I would personally add a highly concentrated wort. I would figure out the ABV/gravity increase of my addition based on my beer volume. It would probably be something like 1-2 lbs DME in a very small amount of water to create a concentrate (e.g. 1 lb DME in 1.5 cups water). The idea here is that you're building up the original gravity after-the-fact so that you would have started in the 1.040-1.050 range as opposed to the 1.030 range - that's the gist anyway (granted, I don't know where you started or where you're currently sitting)

I would probably use somewhere from 4-8 oz maltodextrin for a 5 gallon batch depending on how long I was willing to wait and how much extra character I want from the brett. If I don't want a lot of brett character and/or don't want to wait a long time then I'd go 4 oz; if I'm okay with more brett character and/or willing to wait it out then I'd go up to about 8 oz. I mention "brett character" because I believe that it will be the main contributor from this addition so use it as your guide so you don't end up with something that's just too funky for your likes.

Nutrients: You got me. I only use them for starters or high non-malt beers at the recommended rate. I would follow my usual rule of thumb though, which is always "less is more".

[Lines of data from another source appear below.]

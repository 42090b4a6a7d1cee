//! Blocking HTTP helpers shared by the registry client and the channels.
//!
//! Every client built here carries a hard timeout, and a timeout is reported
//! as [`HttpError::Timeout`] rather than folded into transport failures.

use reqwest::blocking::{Client, RequestBuilder, Response};
use reqwest::header::USER_AGENT;
use reqwest::redirect::Policy;
use reqwest::Url;
use serde::de::DeserializeOwned;
use serde::Serialize;
use std::io::Read;
use std::time::Duration;
use thiserror::Error;

const MAX_ERROR_BODY_CHARS: usize = 200;

#[derive(Debug, Error)]
pub enum HttpError {
  #[error("{label}: request timeout")]
  Timeout { label: String },

  #[error("{label}: HTTP {status}: {body}")]
  Status {
    label: String,
    status: u16,
    body: String,
  },

  #[error("{label}: {source}")]
  Transport {
    label: String,
    #[source]
    source: reqwest::Error,
  },

  #[error("{label}: response exceeds {max_bytes} bytes")]
  TooLarge { label: String, max_bytes: usize },

  #[error("{label}: decode response: {reason}")]
  Decode { label: String, reason: String },
}

impl HttpError {
  pub fn is_timeout(&self) -> bool {
    matches!(self, HttpError::Timeout { .. })
  }

  pub fn status(&self) -> Option<u16> {
    match self {
      HttpError::Status { status, .. } => Some(*status),
      _ => None,
    }
  }

  fn from_reqwest(label: &str, e: reqwest::Error) -> Self {
    if e.is_timeout() {
      return HttpError::Timeout {
        label: label.to_string(),
      };
    }
    // Channel URLs can embed credentials; keep them out of the message.
    HttpError::Transport {
      label: label.to_string(),
      source: e.without_url(),
    }
  }
}

pub fn build_client(timeout: Duration) -> anyhow::Result<Client> {
  let client = Client::builder()
    .timeout(timeout)
    .connect_timeout(timeout)
    .redirect(Policy::limited(5))
    .build()?;
  Ok(client)
}

fn user_agent() -> String {
  format!("script-watch/{}", env!("CARGO_PKG_VERSION"))
}

pub fn get_json<T: DeserializeOwned>(
  client: &Client,
  url: &Url,
  max_bytes: usize,
) -> Result<T, HttpError> {
  let label = safe_url_label(url);
  let response = send(&label, client.get(url.clone()).header(USER_AGENT, user_agent()))?;
  let bytes = read_with_limit(&label, response, max_bytes)?;
  serde_json::from_slice(&bytes).map_err(|e| HttpError::Decode {
    label,
    reason: e.to_string(),
  })
}

/// POSTs `body` as JSON. Any non-2xx status is an error; the response body
/// is otherwise discarded.
pub fn post_json<B: Serialize + ?Sized>(
  client: &Client,
  url: &Url,
  body: &B,
  headers: &[(&str, String)],
  label: &str,
) -> Result<(), HttpError> {
  let mut req = client
    .post(url.clone())
    .header(USER_AGENT, user_agent())
    .json(body);
  for (name, value) in headers {
    req = req.header(*name, value.as_str());
  }
  send(label, req).map(|_| ())
}

fn send(label: &str, req: RequestBuilder) -> Result<Response, HttpError> {
  let response = req.send().map_err(|e| HttpError::from_reqwest(label, e))?;
  let status = response.status();
  if status.is_success() {
    return Ok(response);
  }
  let body = response.text().unwrap_or_default();
  Err(HttpError::Status {
    label: label.to_string(),
    status: status.as_u16(),
    body: body.chars().take(MAX_ERROR_BODY_CHARS).collect(),
  })
}

fn read_with_limit(label: &str, response: Response, max_bytes: usize) -> Result<Vec<u8>, HttpError> {
  let mut out = Vec::new();
  let mut limited = response.take((max_bytes.saturating_add(1)) as u64);
  if let Err(e) = limited.read_to_end(&mut out) {
    // The blocking body reader surfaces the client timeout as an io error.
    let timed_out = e.kind() == std::io::ErrorKind::TimedOut
      || e
        .get_ref()
        .and_then(|inner| inner.downcast_ref::<reqwest::Error>())
        .is_some_and(|re| re.is_timeout());
    if timed_out {
      return Err(HttpError::Timeout {
        label: label.to_string(),
      });
    }
    return Err(HttpError::Decode {
      label: label.to_string(),
      reason: format!("read body: {e}"),
    });
  }

  if out.len() > max_bytes {
    return Err(HttpError::TooLarge {
      label: label.to_string(),
      max_bytes,
    });
  }
  Ok(out)
}

/// `host/path` without query string, so tokens in URLs never reach the logs.
pub fn safe_url_label(url: &Url) -> String {
  let host = url.host_str().unwrap_or("<no-host>");
  let mut path = url.path().to_string();
  if path.is_empty() {
    path = "/".to_string();
  }
  format!("{host}{path}")
}

#[cfg(test)]
mod tests {
  use super::*;

  #[test]
  fn label_drops_query_and_keeps_path() {
    let url = Url::parse("https://replicate.npmjs.com/registry/_changes?since=5&limit=2").unwrap();
    assert_eq!(safe_url_label(&url), "replicate.npmjs.com/registry/_changes");
  }

  #[test]
  fn timeout_is_distinct_from_status_errors() {
    let t = HttpError::Timeout {
      label: "telegram".to_string(),
    };
    assert!(t.is_timeout());
    assert_eq!(t.to_string(), "telegram: request timeout");

    let s = HttpError::Status {
      label: "discord".to_string(),
      status: 429,
      body: "slow down".to_string(),
    };
    assert!(!s.is_timeout());
    assert_eq!(s.status(), Some(429));
  }

  use std::io::Write;
  use std::net::{TcpListener, TcpStream};
  use std::thread;

  const SHORT: Duration = Duration::from_millis(300);

  /// One-connection loopback server: reads the request head, then hands the
  /// stream to `reply`.
  fn serve_once(reply: impl FnOnce(&mut TcpStream) + Send + 'static) -> Url {
    let listener = TcpListener::bind("127.0.0.1:0").unwrap();
    let addr = listener.local_addr().unwrap();
    thread::spawn(move || {
      if let Ok((mut stream, _)) = listener.accept() {
        let mut head = Vec::new();
        let mut byte = [0u8; 1];
        while !head.ends_with(b"\r\n\r\n") {
          match stream.read(&mut byte) {
            Ok(1) => head.push(byte[0]),
            _ => break,
          }
        }
        reply(&mut stream);
      }
    });
    Url::parse(&format!("http://{addr}/p")).unwrap()
  }

  fn loopback_client() -> Client {
    Client::builder().timeout(SHORT).no_proxy().build().unwrap()
  }

  #[test]
  fn silent_server_is_a_timeout() {
    let url = serve_once(|_| thread::sleep(Duration::from_secs(3)));
    let err = post_json(&loopback_client(), &url, &serde_json::json!({"x": 1}), &[], "discord")
      .unwrap_err();
    assert!(err.is_timeout(), "{err}");
    assert_eq!(err.to_string(), "discord: request timeout");
  }

  #[test]
  fn body_stalling_mid_read_is_a_timeout() {
    let url = serve_once(|stream| {
      let _ = stream.write_all(b"HTTP/1.1 200 OK\r\nContent-Type: application/json\r\nContent-Length: 100\r\n\r\n{\"a\":");
      let _ = stream.flush();
      thread::sleep(Duration::from_secs(3));
    });
    let err = get_json::<serde_json::Value>(&loopback_client(), &url, 1024).unwrap_err();
    assert!(err.is_timeout(), "{err}");
    assert_eq!(err.to_string(), "127.0.0.1/p: request timeout");
  }

  #[test]
  fn server_error_keeps_its_status() {
    let url = serve_once(|stream| {
      let _ = stream.write_all(b"HTTP/1.1 500 Internal Server Error\r\nContent-Length: 4\r\nConnection: close\r\n\r\nboom");
    });
    let err = get_json::<serde_json::Value>(&loopback_client(), &url, 1024).unwrap_err();
    assert!(!err.is_timeout());
    assert_eq!(err.status(), Some(500));
    assert_eq!(err.to_string(), "127.0.0.1/p: HTTP 500: boom");
  }
}
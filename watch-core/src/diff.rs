//! Decides whether the newest version of a package added or changed a
//! lifecycle script relative to the version ranked just below it.

use crate::registry::{Packument, VersionDoc};
use crate::suspicion;
use crate::types::{AlertType, ScriptFinding, ScriptType};
use semver::Version;

#[derive(Debug, Clone, PartialEq, Eq)]
pub struct VersionPair {
  pub latest: String,
  pub previous: Option<String>,
}

/// Parses a version key the way the registry's own tooling accepts it:
/// surrounding whitespace and a leading `v` or `=` are tolerated.
pub fn parse_version(key: &str) -> Option<Version> {
  let trimmed = key.trim().trim_start_matches(['v', '=']).trim_start();
  Version::parse(trimmed).ok()
}

/// Highest and second-highest valid semantic versions among the packument's
/// version keys. Keys that do not parse are ignored, and `dist-tags` is
/// never consulted.
///
/// "Previous" is the runner-up in version order across every publish, not the
/// release published right before `latest`.
pub fn pick_latest_and_previous(packument: &Packument) -> Option<VersionPair> {
  let mut ranked: Vec<(Version, &str)> = packument
    .versions
    .keys()
    .filter_map(|k| parse_version(k).map(|v| (v, k.as_str())))
    .collect();
  ranked.sort_by(|a, b| b.0.cmp(&a.0));

  let mut keys = ranked.into_iter().map(|(_, k)| k.to_string());
  let latest = keys.next()?;
  Some(VersionPair {
    latest,
    previous: keys.next(),
  })
}

/// Findings for one packument, postinstall first. Each finding is already
/// scored over the latest script text.
pub fn detect(packument: &Packument) -> Vec<ScriptFinding> {
  let Some(pair) = pick_latest_and_previous(packument) else {
    return Vec::new();
  };
  let Some(latest_doc) = packument.versions.get(&pair.latest) else {
    return Vec::new();
  };
  let previous_doc = pair
    .previous
    .as_ref()
    .and_then(|p| packument.versions.get(p));

  ScriptType::ALL
    .into_iter()
    .filter_map(|script_type| {
      compare_script(script_type, latest_doc, previous_doc).map(|(alert_type, latest, prev)| {
        ScriptFinding {
          package_name: packument.name.clone(),
          latest_version: pair.latest.clone(),
          previous_version: pair.previous.clone(),
          script_type,
          script_content: latest.to_string(),
          previous_script_content: prev.map(str::to_string),
          suspicion_score: suspicion::score(Some(latest)),
          alert_type,
        }
      })
    })
    .collect()
}

fn compare_script<'a>(
  script_type: ScriptType,
  latest: &'a VersionDoc,
  previous: Option<&'a VersionDoc>,
) -> Option<(AlertType, &'a str, Option<&'a str>)> {
  let latest_cmd = latest.script(script_type)?;
  match previous.and_then(|p| p.script(script_type)) {
    None => Some((AlertType::Added, latest_cmd, None)),
    Some(prev_cmd) if prev_cmd != latest_cmd => {
      Some((AlertType::Changed, latest_cmd, Some(prev_cmd)))
    }
    Some(_) => None,
  }
}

You can also do a couple sugar/dextrin additions over time if you want to start small but later on sense things are headed in the direction you wanted - making sure to purge excess oxygen anytime you open your vessel. This is what I did with my sour saison (added 0.75 oz mannose waited 5 weeks; liked the change I got; added another 0.75 oz and waited another 5 weeks).
 
Nutrients: You got me. I only use them for starters or high non-malt beers at the recommended rate. I would follow my usual rule of thumb though, which is always "less is more".
i believe that "it can't hurt" is applicable here. at best, it'll help out the microbes in the beer. at worse, it'll do nothing and either settle out, or add a trace amount of nutrition to the final beer (our bodies can also use zinc, DAP, etc...)
 
i believe that "it can't hurt" is applicable here. at best, it'll help out the microbes in the beer. at worse, it'll do nothing and either settle out, or add a trace amount of nutrition to the final beer (our bodies can also use zinc, DAP, etc...)

Yes, "it can't hurt" should be true here. I just meant I would opt for "less" than the recommended for 5 gallons. Good point sweetcell!
 
the thing about wood barrels is that some brett can digest cellulose. if you keep your brett in a jar, it doesn't have access to that food source (and your brett might not be one of the strains that can digest wood).

chad yacobson, of the crooked stave, has claimed that brett does better at room temp than in the fridge. but some recent experiments seem to contradict his point of view: http://www.milkthefunk.com/wiki/Brettanomyces#Storing_Brett

i don't believe that bacteria can live off of wood, but need to confirm that with someone who knows a lot more than i do.

IMO, for extended storage, keep brett and bugs in the fridge. take them out every now and them, pour out spent beer, feed, let ferment, then back in fridge.